Doubt that Christ’s reign on earth will last for a thousand years is doubt that Scripture means what it says, since Revelation, supported by Papias and others, is explicit on the point. Papias must have passed on John’s own understanding, and while John could not have understood everything he saw, he knew when he was being shown symbols and when not and would have corrected his hearers if their understanding had been wrong. The thousand years, as a true number, asseverate God’s absolute sovereignty over the timing, a sovereignty that is clear from Christ’s ascending to the throne of his father exactly 1000 years after Solomon, son of David, ascended to the throne, in 971 BC. God foretells what he brings about, working all things according to the counsel of his will (Isa 46:11).
With him a thousand years is as a day, and a day as a thousand years (Ps 90:4, II Pet 3:8). Some infer from this that the days of Creation each represent a thousand years of history. However, Moses in the psalm is contrasting our brief lifespan with God’s eternity; Peter is emphasising God’s patience, not making a statement about the age of the Earth, which is much older than 6000 years. Nonetheless, it may not be entirely misguided to think along these lines. Only the first few chapters of the Bible are devoted to the antediluvian world, because that world no longer exists and its history is therefore of limited significance. The emergence of dry land on the third day prefigured a renewal of the creation. Cleansed by the waters of baptism (I Pet 3:21), the deluged earth re-emerged (Gen 1:9, 8:13) and, as we know from geology, a new igneous crust replaced what was destroyed. That same day God planted a garden on the earth. Correspondingly, in the second half of the 4th millennium the colonisers of Mesopotamia began to cultivate a new Eden. Their cities united to form a kingdom, but God confounded their language and forced some of them to spread abroad; the earth divided into many kingdoms. Since man’s earlier history is a blank apart from the abbreviated genealogy of Genesis 10, that must be the event that marks the beginning of the present age.

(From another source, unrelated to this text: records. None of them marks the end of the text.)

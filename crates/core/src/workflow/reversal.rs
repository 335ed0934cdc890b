//! Reversal service for posted journal entries.
//!
//! A reversal is a sibling entry whose lines mirror the original with
//! debit and credit swapped. The original is never edited beyond its
//! reversal link.

use chrono::{DateTime, Utc};
use tally_shared::types::{ActorId, JournalEntryId};

use crate::ledger::{EntryStatus, JournalEntry, JournalLine, LedgerService};

/// Prefix applied to the reversal entry's reference.
pub const REVERSAL_REFERENCE_PREFIX: &str = "REV-";

/// Stateless service for creating reversal entries.
pub struct ReversalService;

impl ReversalService {
    /// Create mirrored lines by swapping debits and credits.
    ///
    /// For each original line:
    /// - Debits become credits
    /// - Credits become debits
    /// - Account, amount, line number are preserved
    /// - Description is prefixed with "Reversal: "
    #[must_use]
    pub fn mirror_lines(lines: &[JournalLine]) -> Vec<JournalLine> {
        lines
            .iter()
            .map(|line| JournalLine {
                line_no: line.line_no,
                account_id: line.account_id,
                side: line.side.opposite(),
                amount: line.amount,
                description: Some(format!(
                    "Reversal: {}",
                    line.description.clone().unwrap_or_default()
                )),
            })
            .collect()
    }

    /// Build the posted reversal entry for `original`.
    ///
    /// The reversal keeps the original's accounting date and is referenced
    /// `REV-<original reference>`.
    #[must_use]
    pub fn create_reversal(
        original: &JournalEntry,
        reason: &str,
        actor: ActorId,
        now: DateTime<Utc>,
    ) -> JournalEntry {
        JournalEntry {
            id: JournalEntryId::new(),
            entry_date: original.entry_date,
            reference: format!("{REVERSAL_REFERENCE_PREFIX}{}", original.reference),
            description: format!(
                "Reversal of {}. Reason: {}",
                original.reference,
                reason.trim()
            ),
            status: EntryStatus::Posted,
            lines: Self::mirror_lines(&original.lines),
            created_by: actor,
            created_at: now,
            updated_at: now,
            posted_at: Some(now),
            posted_by: Some(actor),
            reversal_of: Some(original.id),
            reversed_by: None,
            reversal_reason: None,
            reversed_at: None,
            reversed_by_actor: None,
        }
    }

    /// Validate that original lines are balanced.
    ///
    /// Always true for posted entries; a false result (including totals
    /// that overflow) means the stored entry is corrupt.
    #[must_use]
    pub fn validate_reversal(original_lines: &[JournalLine]) -> bool {
        LedgerService::calculate_totals(original_lines).is_ok_and(|totals| totals.is_balanced)
    }
}

#[cfg(test)]
mod tests {
    use super::*;
    use crate::ledger::Side;
    use chrono::NaiveDate;
    use rust_decimal_macros::dec;
    use tally_shared::types::AccountId;

    fn posted_entry() -> JournalEntry {
        let lines = vec![
            JournalLine {
                line_no: 1,
                account_id: AccountId::new(),
                side: Side::Debit,
                amount: dec!(100.00),
                description: Some("Office supplies".to_string()),
            },
            JournalLine {
                line_no: 2,
                account_id: AccountId::new(),
                side: Side::Credit,
                amount: dec!(100.00),
                description: None,
            },
        ];
        let mut entry = JournalEntry::draft(
            NaiveDate::from_ymd_opt(2026, 1, 10).unwrap(),
            "JV-0001".into(),
            "supplies".into(),
            lines,
            ActorId::new(),
            Utc::now(),
        );
        entry.status = EntryStatus::Posted;
        entry
    }

    #[test]
    fn test_mirror_swaps_sides() {
        let original = posted_entry();
        let mirrored = ReversalService::mirror_lines(&original.lines);
        assert_eq!(mirrored[0].side, Side::Credit);
        assert_eq!(mirrored[1].side, Side::Debit);
        assert_eq!(mirrored[0].amount, dec!(100.00));
        assert_eq!(mirrored[0].account_id, original.lines[0].account_id);
        assert_eq!(
            mirrored[0].description.as_deref(),
            Some("Reversal: Office supplies")
        );
    }

    #[test]
    fn test_create_reversal_header() {
        let original = posted_entry();
        let actor = ActorId::new();
        let reversal = ReversalService::create_reversal(&original, " duplicate ", actor, Utc::now());

        assert_ne!(reversal.id, original.id);
        assert_eq!(reversal.reference, "REV-JV-0001");
        assert_eq!(reversal.entry_date, original.entry_date);
        assert_eq!(reversal.status, EntryStatus::Posted);
        assert_eq!(reversal.reversal_of, Some(original.id));
        assert_eq!(reversal.posted_by, Some(actor));
        assert_eq!(reversal.description, "Reversal of JV-0001. Reason: duplicate");
    }

    #[test]
    fn test_validate_reversal() {
        let original = posted_entry();
        assert!(ReversalService::validate_reversal(&original.lines));
        assert!(!ReversalService::validate_reversal(&original.lines[..1]));

        let mut huge = original.lines.clone();
        huge.extend(original.lines.iter().cloned());
        for line in &mut huge {
            line.amount = rust_decimal::Decimal::MAX;
        }
        assert!(!ReversalService::validate_reversal(&huge));
    }
}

Day | 1000 yrs | Genesis 1 | History |
3=1 | 3rd BC | God plants a garden of trees and forms Adam to look after it. | The first states after Gen 11:8: Sumer, Elam, Egypt, India, China, Crete. |
4=2 | 2nd BC | He makes the Sun, the Moon and the 12 planets. | Jacob, Rachel and their 12 children (Gen 37:9). |
5=3 | 1st BC | He creates marine and flying animals, including tanninim. | Gentile nations (Dan 7-8, Hab 1:14, Acts 10:12). |
6=4 | 1st AD | He creates land animals, but they are not a suitable bride for man. He forms woman and gives her to him. | The Church called into being from the side of the last Adam (I Cor 15:45, Eph 5:31f). |
7=5 | 2nd AD | He rests the seventh day. | The Church established in Europe. |
8=6 | 3rd AD | The man and the woman are given dominion over the animals. | Christ and his bride exercise dominion over the nations (Ps 8:6, Heb 2:8). |
9=7 | God’s unending sabbath rest (Heb 4:9). The new heaven and earth. |
Empires and nation states in Scripture are expressly likened to the trees God planted in his garden. As one empire was uprooted, another rose in its stead. First-millennium Assyria was a cedar of once unequalled height and beauty, supplied by many waters and giving shelter to all the birds (peoples and tribes). Then God dried up its waters and cut it down at the hands of the Chaldaeans; it went down to join the other trees in Sheol (Ezek 31). Israel in one place is likened to a terebinth (Isa 6:13), in another to a vine, a seedling grown in the nursery of Egypt. After clearing the land of Canaan of its wild plants, God transplanted Israel there so that it might grow and bear fruit (Ps 80:8, Jer 2:21), but the vine degenerated and became good only for firewood (Isa 5:1-7, Ezek 15). Therefore, Jesus provided another vine, himself, joined to whom his disciples would bear not be unfruitful. In another simile, God’s kingdom was compared to a mustard tree. Beginning with the smallest of seeds, it would eventually grow bigger than any other tree and even shelter birds in its branches (Mark 4:32), like empires before it (Ezek 31:6, Dan 4:12). In the growth of Christianity we can see this coming to pass, in a limited way. But complete fulfilment awaits the millennium (Ezek 17:22-24). Only then will all the trees know that Jesus is Yahweh.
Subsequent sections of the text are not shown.